→ DESCRIPTION OF THE TASK:
Scan the entries for the word "color", and copy every line where it appears.

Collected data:
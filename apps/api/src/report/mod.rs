//! Report Renderer: turns a normalized evaluation into a paginated report view.
//!
//! Pure over `&EvaluationRecord`: nothing here mutates the record. The view is
//! served as JSON or rendered to printable Markdown (see `markdown`).

pub mod markdown;

use chrono::NaiveDate;
use serde::Serialize;

use crate::evaluation::models::{EvaluationRecord, SkillEntry, SkillKind};

pub const DEFAULT_SKILLS_PER_PAGE: usize = 8;
pub const MIN_SKILLS_PER_PAGE: usize = 8;
pub const MAX_SKILLS_PER_PAGE: usize = 10;

pub const EXPORT_PAGE_MARGIN: u32 = 10;
const FALLBACK_EXPORT_NAME: &str = "Candidate";

pub const NO_SUMMARY: &str = "No summary provided";
pub const NO_DATE: &str = "N/A";

pub const CORE_COMPETENCIES_TITLE: &str = "Core Competencies";
pub const DEVELOPMENT_AREAS_TITLE: &str = "Potential Development Areas";

pub fn clamp_skills_per_page(n: usize) -> usize {
    n.clamp(MIN_SKILLS_PER_PAGE, MAX_SKILLS_PER_PAGE)
}

#[derive(Debug, Clone, Copy, PartialEq, Eq, Serialize)]
pub struct RatingBadge {
    pub label: &'static str,
    pub color: &'static str,
}

/// Label and colour for a 1..=5 rating. Anything else renders as `N/A`.
pub fn rating_badge(rating: u8) -> RatingBadge {
    let (label, color) = match rating {
        5 => ("Excellent", "#4FE567"),
        4 => ("Good", "#4FE567"),
        3 => ("Average", "#FF9C2C"),
        2 => ("Below Average", "#FF9C2C"),
        1 => ("Poor", "#FC1E1E"),
        _ => ("N/A", "#9E9E9E"),
    };
    RatingBadge { label, color }
}

/// `2025-07-23` → `July 23, 2025`. Non-ISO strings pass through; empty → `N/A`.
pub fn format_interview_date(raw: &str) -> String {
    let raw = raw.trim();
    if raw.is_empty() {
        return NO_DATE.to_string();
    }
    match NaiveDate::parse_from_str(raw, "%Y-%m-%d") {
        Ok(date) => date.format("%B %-d, %Y").to_string(),
        Err(_) => raw.to_string(),
    }
}

/// Parameters the client-side PDF export is driven with.
#[derive(Debug, Clone, PartialEq, Eq, Serialize)]
pub struct ExportOptions {
    pub filename: String,
    pub margin: u32,
}

pub fn export_options(candidate_name: &str) -> ExportOptions {
    let name = candidate_name.trim();
    let name = if name.is_empty() {
        FALLBACK_EXPORT_NAME
    } else {
        name
    };
    let safe: String = name
        .chars()
        .map(|c| match c {
            '/' | '\\' => '_',
            c if c.is_control() => '_',
            c => c,
        })
        .collect();
    ExportOptions {
        filename: format!("{safe}_Report.pdf"),
        margin: EXPORT_PAGE_MARGIN,
    }
}

#[derive(Debug, Clone, Serialize)]
pub struct ReportHeader {
    pub candidate_name: String,
    pub role: String,
    pub submitted_on: String,
}

#[derive(Debug, Clone, Serialize)]
pub struct SkillCard {
    /// 1-based position within the whole section, not the page.
    pub index: usize,
    pub section: String,
    pub rating: u8,
    pub label: &'static str,
    pub color: &'static str,
    pub detail: String,
}

#[derive(Debug, Clone, Serialize)]
pub struct SkillPage {
    pub title: String,
    pub cards: Vec<SkillCard>,
}

#[derive(Debug, Clone, Serialize)]
pub struct PointList {
    pub title: &'static str,
    pub items: Vec<String>,
}

#[derive(Debug, Clone, Serialize)]
pub struct ReportView {
    pub header: ReportHeader,
    pub summary: String,
    /// Omitted when the record has no strengths.
    pub core_competencies: Option<PointList>,
    /// Omitted when the record has no areas for improvement.
    pub development_areas: Option<PointList>,
    pub technical_pages: Vec<SkillPage>,
    pub soft_pages: Vec<SkillPage>,
    pub export: ExportOptions,
}

pub fn build_report(record: &EvaluationRecord, skills_per_page: usize) -> ReportView {
    let per_page = clamp_skills_per_page(skills_per_page);

    let summary = if record.summary.trim().is_empty() {
        NO_SUMMARY.to_string()
    } else {
        record.summary.clone()
    };

    ReportView {
        header: ReportHeader {
            candidate_name: record.candidate_name.clone(),
            role: record.role.clone(),
            submitted_on: format_interview_date(&record.interview_date),
        },
        summary,
        core_competencies: point_list(CORE_COMPETENCIES_TITLE, &record.strengths),
        development_areas: point_list(DEVELOPMENT_AREAS_TITLE, &record.areas_for_improvement),
        technical_pages: paginate(record.skills(SkillKind::Technical), SkillKind::Technical, per_page),
        soft_pages: paginate(record.skills(SkillKind::Soft), SkillKind::Soft, per_page),
        export: export_options(&record.candidate_name),
    }
}

fn point_list(title: &'static str, items: &[String]) -> Option<PointList> {
    (!items.is_empty()).then(|| PointList {
        title,
        items: items.to_vec(),
    })
}

/// Splits skills into pages of `per_page`. Titles are numbered only when the
/// section needs more than one page.
fn paginate(skills: &[SkillEntry], kind: SkillKind, per_page: usize) -> Vec<SkillPage> {
    let chunks: Vec<&[SkillEntry]> = skills.chunks(per_page).collect();
    let page_count = chunks.len();

    chunks
        .into_iter()
        .enumerate()
        .map(|(page_index, chunk)| {
            let base = format!("{} Skills Evaluation", kind.label());
            let title = if page_count > 1 {
                format!("{base} ({})", page_index + 1)
            } else {
                base
            };
            let cards = chunk
                .iter()
                .enumerate()
                .map(|(i, skill)| {
                    let badge = rating_badge(skill.rating);
                    SkillCard {
                        index: page_index * per_page + i + 1,
                        section: skill.section.clone(),
                        rating: skill.rating,
                        label: badge.label,
                        color: badge.color,
                        detail: skill.detail.clone(),
                    }
                })
                .collect();
            SkillPage { title, cards }
        })
        .collect()
}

→ ANSWER BOX:
    pub color: &'static str,
    let (label, color) = match rating {
    RatingBadge { label, color }
    pub color: &'static str,
                        color: badge.color,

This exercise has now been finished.